BACKGROUND/OBJECTIVES: Aster yomena (Kitam.) Honda (AY) has remarkable bioactivities, such as antioxidant, anti-inflammation, and anti-cancer activities. On the other hand, the effects of AY against obesity-induced insulin resistance have not been reported. Therefore, this study examined the potential of AY against obesity-associated insulin resistance in high-fat diet (HFD)-fed mice. MATERIALS/METHODS: An obesity model was established by feeding C57BL/6J mice a 60% HFD for 16 weeks. The C57BL6/When ethyl acetate fraction from AY (EFAY) at doses of 100 and 200 mg/kg/day was administered orally to mice fed a HFD for the last 4 weeks. Normal and control groups were administered water orally. The body weight and fasting blood glucose were measured every week. Dietary intake was measured every other day. After dissection, blood and tissues were collected from the mice.
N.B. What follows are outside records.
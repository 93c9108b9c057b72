//! Rate Limiting - Token Bucket
//!
//! Smooth per-dependency rate limiting with burst allowance: the bucket
//! holds `permits` tokens and refills continuously over `period`.

use crate::clock::{Millis, SharedClock};
use parking_lot::Mutex;
use std::sync::atomic::{AtomicU64, Ordering};
use std::time::Duration;

struct Bucket {
    tokens: f64,
    last_refill: Millis,
}

pub struct RateLimiter {
    permits: f64,
    period_ms: f64,
    clock: SharedClock,
    bucket: Mutex<Bucket>,
    rejected: AtomicU64,
}

impl RateLimiter {
    pub fn new(permits: u64, period: Duration, clock: SharedClock) -> Self {
        let now = clock.now_millis();
        Self {
            permits: permits.max(1) as f64,
            period_ms: (period.as_millis() as f64).max(1.0),
            clock,
            bucket: Mutex::new(Bucket {
                tokens: permits.max(1) as f64,
                last_refill: now,
            }),
            rejected: AtomicU64::new(0),
        }
    }

    /// Take one permit if available.
    pub fn try_acquire(&self) -> bool {
        let now = self.clock.now_millis();
        let mut bucket = self.bucket.lock();
        let elapsed = (now - bucket.last_refill).max(0) as f64;
        bucket.tokens =
            (bucket.tokens + elapsed / self.period_ms * self.permits).min(self.permits);
        bucket.last_refill = now;
        if bucket.tokens >= 1.0 {
            bucket.tokens -= 1.0;
            true
        } else {
            self.rejected.fetch_add(1, Ordering::Relaxed);
            false
        }
    }

    pub fn rejected(&self) -> u64 {
        self.rejected.load(Ordering::Relaxed)
    }
}

#[cfg(test)]
mod tests {
    use super::*;
    use crate::clock::ManualClock;
    use std::sync::Arc;

    #[test]
    fn test_burst_then_throttle() {
        let clock = Arc::new(ManualClock::new(0));
        let limiter = RateLimiter::new(3, Duration::from_secs(1), clock.clone());
        assert!(limiter.try_acquire());
        assert!(limiter.try_acquire());
        assert!(limiter.try_acquire());
        assert!(!limiter.try_acquire());
        assert_eq!(limiter.rejected(), 1);
    }

    #[test]
    fn test_refills_over_time() {
        let clock = Arc::new(ManualClock::new(0));
        let limiter = RateLimiter::new(10, Duration::from_secs(1), clock.clone());
        for _ in 0..10 {
            assert!(limiter.try_acquire());
        }
        assert!(!limiter.try_acquire());
        // 100ms refills one token at 10 permits/sec
        clock.advance(100);
        assert!(limiter.try_acquire());
        assert!(!limiter.try_acquire());
    }

    #[test]
    fn test_bucket_caps_at_capacity() {
        let clock = Arc::new(ManualClock::new(0));
        let limiter = RateLimiter::new(2, Duration::from_secs(1), clock.clone());
        clock.advance(60_000);
        assert!(limiter.try_acquire());
        assert!(limiter.try_acquire());
        assert!(!limiter.try_acquire());
    }
}
//! Consumer Loop
//!
//! One task per partition. Manual-acknowledgement semantics: a message is
//! acknowledged by moving past it. Retryable handler failures are retried
//! per the topic's policy; non-retryable failures (and exhausted retries)
//! copy the payload to the DLQ and acknowledge, so a poisoned message can
//! never wedge its partition.

use super::broker::{Broker, Envelope};
use crate::errors::Result;
use crate::resilience::{retry_async, RetryPolicy};
use crate::shutdown::ShutdownSignal;
use std::future::Future;
use std::sync::Arc;
use tokio::sync::mpsc;
use tokio::task::JoinHandle;
use tracing::{debug, info};

/// Drive one partition until shutdown or channel close.
pub async fn run_partition<F, Fut>(
    broker: Arc<Broker>,
    topic: &'static str,
    mut rx: mpsc::Receiver<Envelope>,
    retry: RetryPolicy,
    mut shutdown: ShutdownSignal,
    handler: F,
) where
    F: Fn(Envelope) -> Fut,
    Fut: Future<Output = Result<()>>,
{
    loop {
        tokio::select! {
            _ = shutdown.wait() => {
                debug!(topic, "consumer stopping on shutdown");
                break;
            }
            next = rx.recv() => {
                let Some(envelope) = next else {
                    debug!(topic, "consumer stopping on channel close");
                    break;
                };
                let outcome =
                    retry_async(&retry, topic, || handler(envelope.clone())).await;
                if let Err(err) = outcome {
                    // ack + dead-letter; the partition moves on
                    broker.publish_dlq(&envelope, &err);
                }
            }
        }
    }
}

/// Spawn one consumer task per partition of a registered topic.
pub fn spawn_consumers<F, Fut>(
    broker: Arc<Broker>,
    topic: &'static str,
    retry: RetryPolicy,
    shutdown: ShutdownSignal,
    handler: F,
) -> Vec<JoinHandle<()>>
where
    F: Fn(Envelope) -> Fut + Clone + Send + Sync + 'static,
    Fut: Future<Output = Result<()>> + Send,
{
    let receivers = broker
        .take_receivers(topic)
        .unwrap_or_else(|| panic!("topic {topic} not registered or already claimed"));
    info!(topic, partitions = receivers.len(), "consumers starting");
    receivers
        .into_iter()
        .map(|rx| {
            let broker = broker.clone();
            let handler = handler.clone();
            let shutdown = shutdown.clone();
            tokio::spawn(async move {
                run_partition(broker, topic, rx, retry, shutdown, handler).await;
            })
        })
        .collect()
}

#[cfg(test)]
mod tests {
    use super::*;
    use crate::errors::PlatformError;
    use crate::shutdown::ShutdownCoordinator;
    use std::sync::atomic::{AtomicU32, Ordering};
    use std::time::Duration;

    fn tiny_retry(attempts: u32) -> RetryPolicy {
        RetryPolicy::fixed(attempts, Duration::from_millis(1))
    }

    #[tokio::test]
    async fn test_handler_processes_messages() {
        let broker = Arc::new(Broker::new());
        broker.register_topic("T", 2, 16);
        let coordinator = ShutdownCoordinator::new();
        let count = Arc::new(AtomicU32::new(0));

        let count_in = count.clone();
        let handles = spawn_consumers(
            broker.clone(),
            "T",
            tiny_retry(1),
            coordinator.signal(),
            move |_envelope| {
                let count = count_in.clone();
                async move {
                    count.fetch_add(1, Ordering::SeqCst);
                    Ok(())
                }
            },
        );

        for i in 0..5 {
            broker
                .publish("T", &format!("k{i}"), &serde_json::json!({"i": i}))
                .await
                .unwrap();
        }
        tokio::time::sleep(Duration::from_millis(50)).await;
        assert_eq!(count.load(Ordering::SeqCst), 5);

        coordinator
            .shutdown(Duration::from_millis(100), Duration::from_millis(10))
            .await;
        for handle in handles {
            let _ = handle.await;
        }
    }

    #[tokio::test]
    async fn test_poison_message_goes_to_dlq_and_partition_continues() {
        let broker = Arc::new(Broker::new());
        broker.register_topic("T", 1, 16);
        let coordinator = ShutdownCoordinator::new();
        let mut dlq = broker.take_receivers("T.DLQ").unwrap();
        let processed = Arc::new(AtomicU32::new(0));

        let processed_in = processed.clone();
        let _handles = spawn_consumers(
            broker.clone(),
            "T",
            tiny_retry(1),
            coordinator.signal(),
            move |envelope| {
                let processed = processed_in.clone();
                async move {
                    if envelope.payload["poison"].as_bool().unwrap_or(false) {
                        Err(PlatformError::Parse("poison".into()))
                    } else {
                        processed.fetch_add(1, Ordering::SeqCst);
                        Ok(())
                    }
                }
            },
        );

        broker.publish("T", "k", &serde_json::json!({"poison": true})).await.unwrap();
        broker.publish("T", "k", &serde_json::json!({"poison": false})).await.unwrap();
        tokio::time::sleep(Duration::from_millis(50)).await;

        // The good message after the poison one was still processed
        assert_eq!(processed.load(Ordering::SeqCst), 1);
        let dead = dlq[0].try_recv().unwrap();
        assert_eq!(dead.payload["error_code"], "PARSE_FAILED-502");
    }

    #[tokio::test]
    async fn test_retryable_failure_retries_then_dead_letters() {
        let broker = Arc::new(Broker::new());
        broker.register_topic("T", 1, 16);
        let coordinator = ShutdownCoordinator::new();
        let mut dlq = broker.take_receivers("T.DLQ").unwrap();
        let attempts = Arc::new(AtomicU32::new(0));

        let attempts_in = attempts.clone();
        let _handles = spawn_consumers(
            broker.clone(),
            "T",
            tiny_retry(3),
            coordinator.signal(),
            move |_| {
                let attempts = attempts_in.clone();
                async move {
                    attempts.fetch_add(1, Ordering::SeqCst);
                    Err(PlatformError::DbContention("deadlock".into()))
                }
            },
        );

        broker.publish("T", "k", &serde_json::json!({})).await.unwrap();
        tokio::time::sleep(Duration::from_millis(80)).await;
        assert_eq!(attempts.load(Ordering::SeqCst), 3);
        let dead = dlq[0].try_recv().unwrap();
        assert_eq!(dead.payload["error_code"], "DB_DEADLOCK-304");
    }
}
//! Retry with Backoff
//!
//! Bounded retries driven by the error's own retryable flag. Fixed or
//! exponential wait with a little jitter to avoid thundering herds.

use crate::errors::Result;
use rand::Rng;
use std::future::Future;
use std::time::Duration;
use tracing::warn;

#[derive(Debug, Clone, Copy)]
pub enum Backoff {
    Fixed(Duration),
    Exponential { base: Duration, cap: Duration },
}

#[derive(Debug, Clone, Copy)]
pub struct RetryPolicy {
    pub max_attempts: u32,
    pub backoff: Backoff,
}

impl RetryPolicy {
    pub fn fixed(max_attempts: u32, wait: Duration) -> Self {
        Self {
            max_attempts: max_attempts.max(1),
            backoff: Backoff::Fixed(wait),
        }
    }

    pub fn exponential(max_attempts: u32, base: Duration) -> Self {
        Self {
            max_attempts: max_attempts.max(1),
            backoff: Backoff::Exponential {
                base,
                cap: Duration::from_secs(30),
            },
        }
    }

    pub fn from_policy(policy: &crate::config::DependencyPolicy) -> Self {
        if policy.retry_exponential {
            Self::exponential(policy.retry_max_attempts, policy.retry_base_wait)
        } else {
            Self::fixed(policy.retry_max_attempts, policy.retry_base_wait)
        }
    }

    /// Wait before attempt `n` (1-based; attempt 1 has no wait).
    fn wait_before(&self, attempt: u32) -> Duration {
        let base = match self.backoff {
            Backoff::Fixed(wait) => wait,
            Backoff::Exponential { base, cap } => {
                let factor = 2u32.saturating_pow(attempt.saturating_sub(2));
                base.saturating_mul(factor).min(cap)
            }
        };
        // up to 10% jitter
        let jitter_ms = (base.as_millis() as u64 / 10).max(1);
        base + Duration::from_millis(rand::thread_rng().gen_range(0..jitter_ms))
    }
}

/// Run `op` up to `policy.max_attempts` times. Only errors whose
/// `retryable()` flag is set are re-attempted.
pub async fn retry_async<T, F, Fut>(policy: &RetryPolicy, op_name: &str, mut op: F) -> Result<T>
where
    F: FnMut() -> Fut,
    Fut: Future<Output = Result<T>>,
{
    let mut attempt = 1u32;
    loop {
        match op().await {
            Ok(value) => return Ok(value),
            Err(err) if err.retryable() && attempt < policy.max_attempts => {
                let wait = policy.wait_before(attempt + 1);
                warn!(
                    op = op_name,
                    attempt,
                    code = err.code(),
                    wait_ms = wait.as_millis() as u64,
                    "retryable failure, backing off"
                );
                tokio::time::sleep(wait).await;
                attempt += 1;
            }
            Err(err) => return Err(err),
        }
    }
}

#[cfg(test)]
mod tests {
    use super::*;
    use crate::errors::PlatformError;
    use std::sync::atomic::{AtomicU32, Ordering};
    use std::sync::Arc;

    fn tiny_fixed(attempts: u32) -> RetryPolicy {
        RetryPolicy::fixed(attempts, Duration::from_millis(1))
    }

    #[tokio::test]
    async fn test_retries_until_success() {
        let calls = Arc::new(AtomicU32::new(0));
        let calls_in = calls.clone();
        let result = retry_async(&tiny_fixed(5), "test", move || {
            let calls = calls_in.clone();
            async move {
                if calls.fetch_add(1, Ordering::SeqCst) < 2 {
                    Err(PlatformError::DbContention("busy".into()))
                } else {
                    Ok(42)
                }
            }
        })
        .await;
        assert_eq!(result.unwrap(), 42);
        assert_eq!(calls.load(Ordering::SeqCst), 3);
    }

    #[tokio::test]
    async fn test_non_retryable_short_circuits() {
        let calls = Arc::new(AtomicU32::new(0));
        let calls_in = calls.clone();
        let result: Result<()> = retry_async(&tiny_fixed(5), "test", move || {
            let calls = calls_in.clone();
            async move {
                calls.fetch_add(1, Ordering::SeqCst);
                Err(PlatformError::DuplicateRef("REF".into()))
            }
        })
        .await;
        assert_eq!(result.unwrap_err().code(), "IDEMPOTENCY_VIOLATION-404");
        assert_eq!(calls.load(Ordering::SeqCst), 1);
    }

    #[tokio::test]
    async fn test_attempts_bounded() {
        let calls = Arc::new(AtomicU32::new(0));
        let calls_in = calls.clone();
        let result: Result<()> = retry_async(&tiny_fixed(3), "test", move || {
            let calls = calls_in.clone();
            async move {
                calls.fetch_add(1, Ordering::SeqCst);
                Err(PlatformError::DbContention("busy".into()))
            }
        })
        .await;
        assert!(result.is_err());
        assert_eq!(calls.load(Ordering::SeqCst), 3);
    }

    #[test]
    fn test_exponential_wait_grows_and_caps() {
        let policy = RetryPolicy::exponential(10, Duration::from_millis(500));
        // Jitter adds at most 10%
        let w2 = policy.wait_before(2);
        let w3 = policy.wait_before(3);
        let w4 = policy.wait_before(4);
        assert!(w2 >= Duration::from_millis(500) && w2 < Duration::from_millis(600));
        assert!(w3 >= Duration::from_millis(1000) && w3 < Duration::from_millis(1200));
        assert!(w4 >= Duration::from_millis(2000) && w4 < Duration::from_millis(2400));
        assert!(policy.wait_before(30) <= Duration::from_secs(34));
    }
}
RESULTS: The administration of EFAY reduced body and organ weights significantly compared to HFD-fed control mice. The EFAY-administered groups also improved the serum lipid profile by decreasing the triglyceride, total cholesterol, and low-density lipoprotein compared to the control group. In addition, EFAY ameliorated the insulin resistance-related metabolic dysfunctions, including the fasting blood glucose and serum insulin level, compared to the HFD-fed control mice. The EFAY inhibited lipid synthesis and insulin resistance by down-regulation of hepatic fatty acid synthase and up-regulation of the AMP-activated protein kinase pathway. EFAY also reduced lipid peroxidation in the liver, indicating that EFAY protected hepatic injury induced by obesity. CONCLUSIONS: These results suggest that EFAY improved obesity-associated insulin resistance by regulating the lipid and glucose metabolism, suggesting that AY could be used as a functional food to prevent obesity and insulin resistance.

Keywords

Acknowledgement

This research was funded by the Basic Science Research Program through the National Research Foundation of Korea (NRF) funded by the Ministry of Education [2016R1D1A1B03931593].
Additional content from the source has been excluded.